Enhance the operation of your plant
using a high performing and reliable desuperheater system
Your desuperheater system should be duly designed to grant the flexibility your power plant increasingly requires. This means that there is a need for proper understanding of the desuperheater system, how the different components operate, and how they should therefore be accurately designed.

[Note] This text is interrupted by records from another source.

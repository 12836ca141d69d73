// Copyright (c) 2025 Geoffrey Huntley <ghuntley@ghuntley.com>. All rights reserved.
// SPDX-License-Identifier: Proprietary

//! Message catalogs.

use std::collections::HashMap;
use std::sync::Arc;

use once_cell::sync::Lazy;

use crate::error::I18nError;
use crate::locale::{normalize_locale, DEFAULT_FALLBACK_LOCALE};

const BUILTIN_SOURCES: &[(&str, &str)] = &[
	("zh-cn", include_str!("../locales/zh-cn.toml")),
	("en-us", include_str!("../locales/en-us.toml")),
];

static BUILTIN: Lazy<Arc<Catalog>> = Lazy::new(|| {
	let mut catalog = Catalog::new();
	for (locale, source) in BUILTIN_SOURCES {
		if let Err(err) = catalog.load_toml(locale, source) {
			tracing::error!(locale = %locale, error = %err, "failed to load builtin catalog");
		}
	}
	Arc::new(catalog)
});

/// Messages for every loaded locale, keyed by flattened dotted key.
#[derive(Debug, Clone, Default)]
pub struct Catalog {
	messages: HashMap<String, HashMap<String, String>>,
}

impl Catalog {
	pub fn new() -> Self {
		Self::default()
	}

	/// The catalogs shipped with the binary.
	pub fn builtin() -> Arc<Catalog> {
		Arc::clone(&BUILTIN)
	}

	/// Parse a TOML document and merge its strings into `locale`.
	pub fn load_toml(&mut self, locale: &str, source: &str) -> Result<(), I18nError> {
		let locale = normalize_locale(locale);
		let table: toml::Table = toml::from_str(source).map_err(|source| I18nError::CatalogParse {
			locale: locale.clone(),
			source,
		})?;

		let mut flat = HashMap::new();
		flatten(&locale, "", &table, &mut flat)?;
		tracing::debug!(locale = %locale, messages = flat.len(), "loaded catalog");
		self.messages.entry(locale).or_default().extend(flat);
		Ok(())
	}

	pub fn insert(&mut self, locale: &str, key: impl Into<String>, message: impl Into<String>) {
		self
			.messages
			.entry(normalize_locale(locale))
			.or_default()
			.insert(key.into(), message.into());
	}

	pub fn get(&self, locale: &str, key: &str) -> Option<&str> {
		self.messages.get(locale)?.get(key).map(String::as_str)
	}

	pub fn has_locale(&self, locale: &str) -> bool {
		self.messages.contains_key(locale)
	}

	pub fn locales(&self) -> impl Iterator<Item = &str> {
		self.messages.keys().map(String::as_str)
	}

	pub fn keys(&self, locale: &str) -> impl Iterator<Item = &str> {
		self
			.messages
			.get(locale)
			.into_iter()
			.flat_map(|messages| messages.keys().map(String::as_str))
	}
}

fn flatten(
	locale: &str,
	prefix: &str,
	table: &toml::Table,
	out: &mut HashMap<String, String>,
) -> Result<(), I18nError> {
	for (name, value) in table {
		let key = if prefix.is_empty() {
			name.clone()
		} else {
			format!("{prefix}.{name}")
		};
		match value {
			toml::Value::String(message) => {
				out.insert(key, message.clone());
			}
			toml::Value::Table(nested) => flatten(locale, &key, nested, out)?,
			_ => {
				return Err(I18nError::CatalogValue {
					locale: locale.to_string(),
					key,
				})
			}
		}
	}
	Ok(())
}

/// Substitute `{name}` placeholders.
pub(crate) fn interpolate(template: &str, vars: &[(&str, &str)]) -> String {
	let mut result = template.to_string();
	for (name, value) in vars {
		result = result.replace(&format!("{{{name}}}"), value);
	}
	result
}

/// Translate `key` from the builtin catalogs, falling back to
/// [`DEFAULT_FALLBACK_LOCALE`] and then to the key itself.
pub fn t(locale: &str, key: &str) -> String {
	let catalog = Catalog::builtin();
	let locale = normalize_locale(locale);
	catalog
		.get(&locale, key)
		.or_else(|| catalog.get(DEFAULT_FALLBACK_LOCALE, key))
		.unwrap_or(key)
		.to_string()
}

/// [`t`] with `{name}` placeholders substituted from `vars`.
pub fn t_fmt(locale: &str, key: &str, vars: &[(&str, &str)]) -> String {
	interpolate(&t(locale, key), vars)
}
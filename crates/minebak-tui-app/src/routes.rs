// Copyright (c) 2025 Geoffrey Huntley <ghuntley@ghuntley.com>. All rights reserved.
// SPDX-License-Identifier: Proprietary

//! The application's route table.

use minebak_tui_router::{normalize_path, RouteEntry};

/// Component reference carried by a route entry.
#[derive(Debug, Clone, Copy, PartialEq, Eq, Hash)]
pub enum ViewKind {
	Home,
	Settings,
	Saves,
	About,
}

impl ViewKind {
	/// Message key for the navigation label.
	pub fn label_key(&self) -> &'static str {
		match self {
			Self::Home => "nav.home",
			Self::Settings => "nav.settings",
			Self::Saves => "nav.saves",
			Self::About => "nav.about",
		}
	}

	/// Message key for the page title.
	pub fn title_key(&self) -> &'static str {
		match self {
			Self::Home => "home.title",
			Self::Settings => "settings.title",
			Self::Saves => "saves.title",
			Self::About => "about.title",
		}
	}
}

/// Routes in navigation order.
pub const ROUTES: &[RouteEntry<ViewKind>] = &[
	RouteEntry::new("/", ViewKind::Home),
	RouteEntry::new("/settings", ViewKind::Settings),
	RouteEntry::new("/saves", ViewKind::Saves),
	RouteEntry::new("/about", ViewKind::About),
];

/// The table before the saves page existed.
pub const LEGACY_ROUTES: &[RouteEntry<ViewKind>] = &[
	RouteEntry::new("/", ViewKind::Home),
	RouteEntry::new("/settings", ViewKind::Settings),
	RouteEntry::new("/about", ViewKind::About),
];

pub fn view_for(path: &str) -> Option<ViewKind> {
	view_in(ROUTES, path)
}

pub fn view_in(table: &[RouteEntry<ViewKind>], path: &str) -> Option<ViewKind> {
	let key = normalize_path(path);
	table
		.iter()
		.find(|entry| normalize_path(entry.path) == key)
		.map(|entry| entry.component)
}

#[cfg(test)]
mod tests {
	use super::*;
	use minebak_tui_router::validate_table;

	#[test]
	fn test_tables_are_valid() {
		assert!(validate_table(ROUTES).is_ok());
		assert!(validate_table(LEGACY_ROUTES).is_ok());
	}

	#[test]
	fn test_route_order() {
		let paths: Vec<_> = ROUTES.iter().map(|entry| entry.path).collect();
		assert_eq!(paths, ["/", "/settings", "/saves", "/about"]);
		let legacy: Vec<_> = LEGACY_ROUTES.iter().map(|entry| entry.path).collect();
		assert_eq!(legacy, ["/", "/settings", "/about"]);
	}

	#[test]
	fn test_view_for() {
		assert_eq!(view_for("/"), Some(ViewKind::Home));
		assert_eq!(view_for("/saves/"), Some(ViewKind::Saves));
		assert_eq!(view_for("/missing"), None);
		assert_eq!(view_in(LEGACY_ROUTES, "/saves"), None);
	}

	#[test]
	fn test_every_view_has_translated_keys() {
		let i18n = minebak_common_i18n::I18n::new(Default::default()).unwrap();
		for entry in ROUTES {
			assert_ne!(i18n.t(entry.component.label_key()), entry.component.label_key());
			assert_ne!(i18n.t(entry.component.title_key()), entry.component.title_key());
		}
	}
}
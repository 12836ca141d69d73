// Copyright (c) 2025 Geoffrey Huntley <ghuntley@ghuntley.com>. All rights reserved.
// SPDX-License-Identifier: Proprietary

use std::collections::BTreeMap;

use ratatui::{backend::Backend, Terminal};

use crate::error::BootstrapError;

/// A terminal plus the named targets applications can mount onto.
pub struct Host<B: Backend> {
	terminal: Terminal<B>,
	/// Selector to whether an application occupies it.
	targets: BTreeMap<String, bool>,
	mounts: Vec<String>,
}

impl<B: Backend> Host<B> {
	pub fn new(backend: B) -> Result<Self, BootstrapError> {
		let terminal = Terminal::new(backend).map_err(|e| BootstrapError::Backend(e.to_string()))?;
		Ok(Self {
			terminal,
			targets: BTreeMap::new(),
			mounts: Vec::new(),
		})
	}

	pub fn with_target(mut self, selector: impl Into<String>) -> Self {
		self.add_target(selector);
		self
	}

	pub fn add_target(&mut self, selector: impl Into<String>) {
		self.targets.entry(selector.into()).or_insert(false);
	}

	pub fn has_target(&self, selector: &str) -> bool {
		self.targets.contains_key(selector)
	}

	pub fn is_occupied(&self, selector: &str) -> bool {
		self.targets.get(selector).copied().unwrap_or(false)
	}

	/// Every mount attempt, successful or not, in call order.
	pub fn mounts(&self) -> &[String] {
		&self.mounts
	}

	pub fn terminal(&self) -> &Terminal<B> {
		&self.terminal
	}

	pub fn terminal_mut(&mut self) -> &mut Terminal<B> {
		&mut self.terminal
	}

	pub fn backend(&self) -> &B {
		self.terminal.backend()
	}

	pub(crate) fn attach(&mut self, selector: &str) -> Result<(), BootstrapError> {
		self.mounts.push(selector.to_string());

		let valid = selector.len() > 1
			&& selector.starts_with('#')
			&& !selector.chars().any(char::is_whitespace);
		if !valid {
			return Err(BootstrapError::InvalidSelector(selector.to_string()));
		}
		match self.targets.get_mut(selector) {
			None => Err(BootstrapError::MountTargetMissing(selector.to_string())),
			Some(true) => Err(BootstrapError::MountTargetOccupied(selector.to_string())),
			Some(occupied) => {
				*occupied = true;
				Ok(())
			}
		}
	}

	pub(crate) fn detach(&mut self, selector: &str) {
		if let Some(occupied) = self.targets.get_mut(selector) {
			*occupied = false;
		}
	}
}
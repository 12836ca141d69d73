// Copyright (c) 2025 Geoffrey Huntley <ghuntley@ghuntley.com>. All rights reserved.
// SPDX-License-Identifier: Proprietary

use std::borrow::Cow;
use std::collections::VecDeque;
use std::io;
use std::time::Duration;

use crossterm::event::{KeyEvent, MouseEvent};
use thiserror::Error;

/// Result type alias using ComponentError as the default error type.
pub type Result<T, E = ComponentError> = std::result::Result<T, E>;

/// Actions that components can emit in response to events.
#[derive(Debug, Clone, PartialEq, Eq)]
pub enum Action {
	/// Periodic tick for animations or polling.
	Tick,
	/// Request application shutdown.
	Quit,
	/// Terminal was resized to (width, height).
	Resize(u16, u16),
	/// Ask the router to navigate to a path.
	Navigate(String),
	/// Step back in navigation history.
	Back,
	/// Step forward in navigation history.
	Forward,
	/// The router settled on a new location.
	RouteChanged(String),
	/// Switch the active locale.
	SwitchLocale(String),
	/// Move the selection up by the specified number of rows.
	ScrollUp(usize),
	/// Move the selection down by the specified number of rows.
	ScrollDown(usize),
	/// Submit/confirm the current input or selection.
	Submit,
	/// Cancel the current operation.
	Cancel,
	/// Custom action with a kind identifier and payload.
	Custom { kind: Cow<'static, str>, payload: String },
}

impl Action {
	pub fn custom(kind: &'static str, payload: impl Into<String>) -> Self {
		Action::Custom {
			kind: Cow::Borrowed(kind),
			payload: payload.into(),
		}
	}

	pub fn is_custom(&self, expected: &str) -> bool {
		matches!(self, Action::Custom { kind, .. } if kind == expected)
	}
}

/// Terminal events from crossterm.
#[derive(Debug, Clone, PartialEq, Eq)]
pub enum Event {
	/// Keyboard input.
	Key(KeyEvent),
	/// Mouse input.
	Mouse(MouseEvent),
	/// Terminal resize to (width, height).
	Resize(u16, u16),
	/// Periodic tick.
	Tick,
	/// Paste event with pasted text.
	Paste(String),
	/// Terminal gained focus.
	FocusGained,
	/// Terminal lost focus.
	FocusLost,
}

impl From<crossterm::event::Event> for Event {
	fn from(event: crossterm::event::Event) -> Self {
		match event {
			crossterm::event::Event::Key(key) => Event::Key(key),
			crossterm::event::Event::Mouse(mouse) => Event::Mouse(mouse),
			crossterm::event::Event::Resize(w, h) => Event::Resize(w, h),
			crossterm::event::Event::Paste(text) => Event::Paste(text),
			crossterm::event::Event::FocusGained => Event::FocusGained,
			crossterm::event::Event::FocusLost => Event::FocusLost,
		}
	}
}

/// Trait for mapping key events to actions given the current route.
pub trait Keymap<A> {
	fn key_to_action(&self, key: &KeyEvent, route: &str) -> Option<A>;
}

/// Source of terminal events for the run loop.
pub trait EventSource {
	/// Wait up to `timeout` for the next event.
	fn next(&mut self, timeout: Duration) -> io::Result<Option<Event>>;

	/// `true` once no further events can arrive.
	fn is_closed(&self) -> bool {
		false
	}
}

/// Reads events from the real terminal.
#[derive(Debug, Default, Clone, Copy)]
pub struct CrosstermEvents;

impl EventSource for CrosstermEvents {
	fn next(&mut self, timeout: Duration) -> io::Result<Option<Event>> {
		if !crossterm::event::poll(timeout)? {
			return Ok(None);
		}
		let event = crossterm::event::read()?;
		// Release and repeat events would double every key press on Windows.
		if let crossterm::event::Event::Key(key) = &event {
			if key.kind != crossterm::event::KeyEventKind::Press {
				return Ok(None);
			}
		}
		Ok(Some(event.into()))
	}
}

/// A fixed queue of events; `None` once drained.
#[derive(Debug, Default, Clone)]
pub struct ScriptedEvents {
	events: VecDeque<Event>,
}

impl ScriptedEvents {
	pub fn new(events: impl IntoIterator<Item = Event>) -> Self {
		Self {
			events: events.into_iter().collect(),
		}
	}

	pub fn push(&mut self, event: Event) {
		self.events.push_back(event);
	}

	pub fn remaining(&self) -> usize {
		self.events.len()
	}
}

impl EventSource for ScriptedEvents {
	fn next(&mut self, _timeout: Duration) -> io::Result<Option<Event>> {
		Ok(self.events.pop_front())
	}

	fn is_closed(&self) -> bool {
		self.events.is_empty()
	}
}

#[derive(Debug, Error)]
pub enum ComponentError {
	#[error("initialization failed: {0}")]
	Init(String),
	#[error("render failed: {0}")]
	Render(String),
}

Desuperheating systems play a vital role in controlling the temperature of the steam in your power plant
Desuperheating is a severe service application, and as a result, your system may be likely to face an array of challenges. 3 common challenges include:
thermal shocks, unstable temperature control, and repeated or more frequent maintenance
Even facing just one of these challenges can upset your productivity and have a costly impact on the reliability of your system.
Watch the animation
So, how do these challenges effect your system?
Thermal shocks
Thermal shocks are most likely caused by overspray due to the inability to temper steam correctly. This often happens during start-up, transients, and at steady-load operation. Desuperheater probes, liners, and steam piping are most susceptible to experiencing thermal quenching. Just one large overspray excursion can damage steam turbine internals and cause costly leaks that reduce turbine efficiency.
Unstable steam temperature control
Desuperheaters are designed to keep the steam temperature control within a very strict range. The system is made up of 2 key components: the spraywater control valve and the spraywater nozzle. If one of the two components, or both, are not suitably designed, they will negatively affect the process control.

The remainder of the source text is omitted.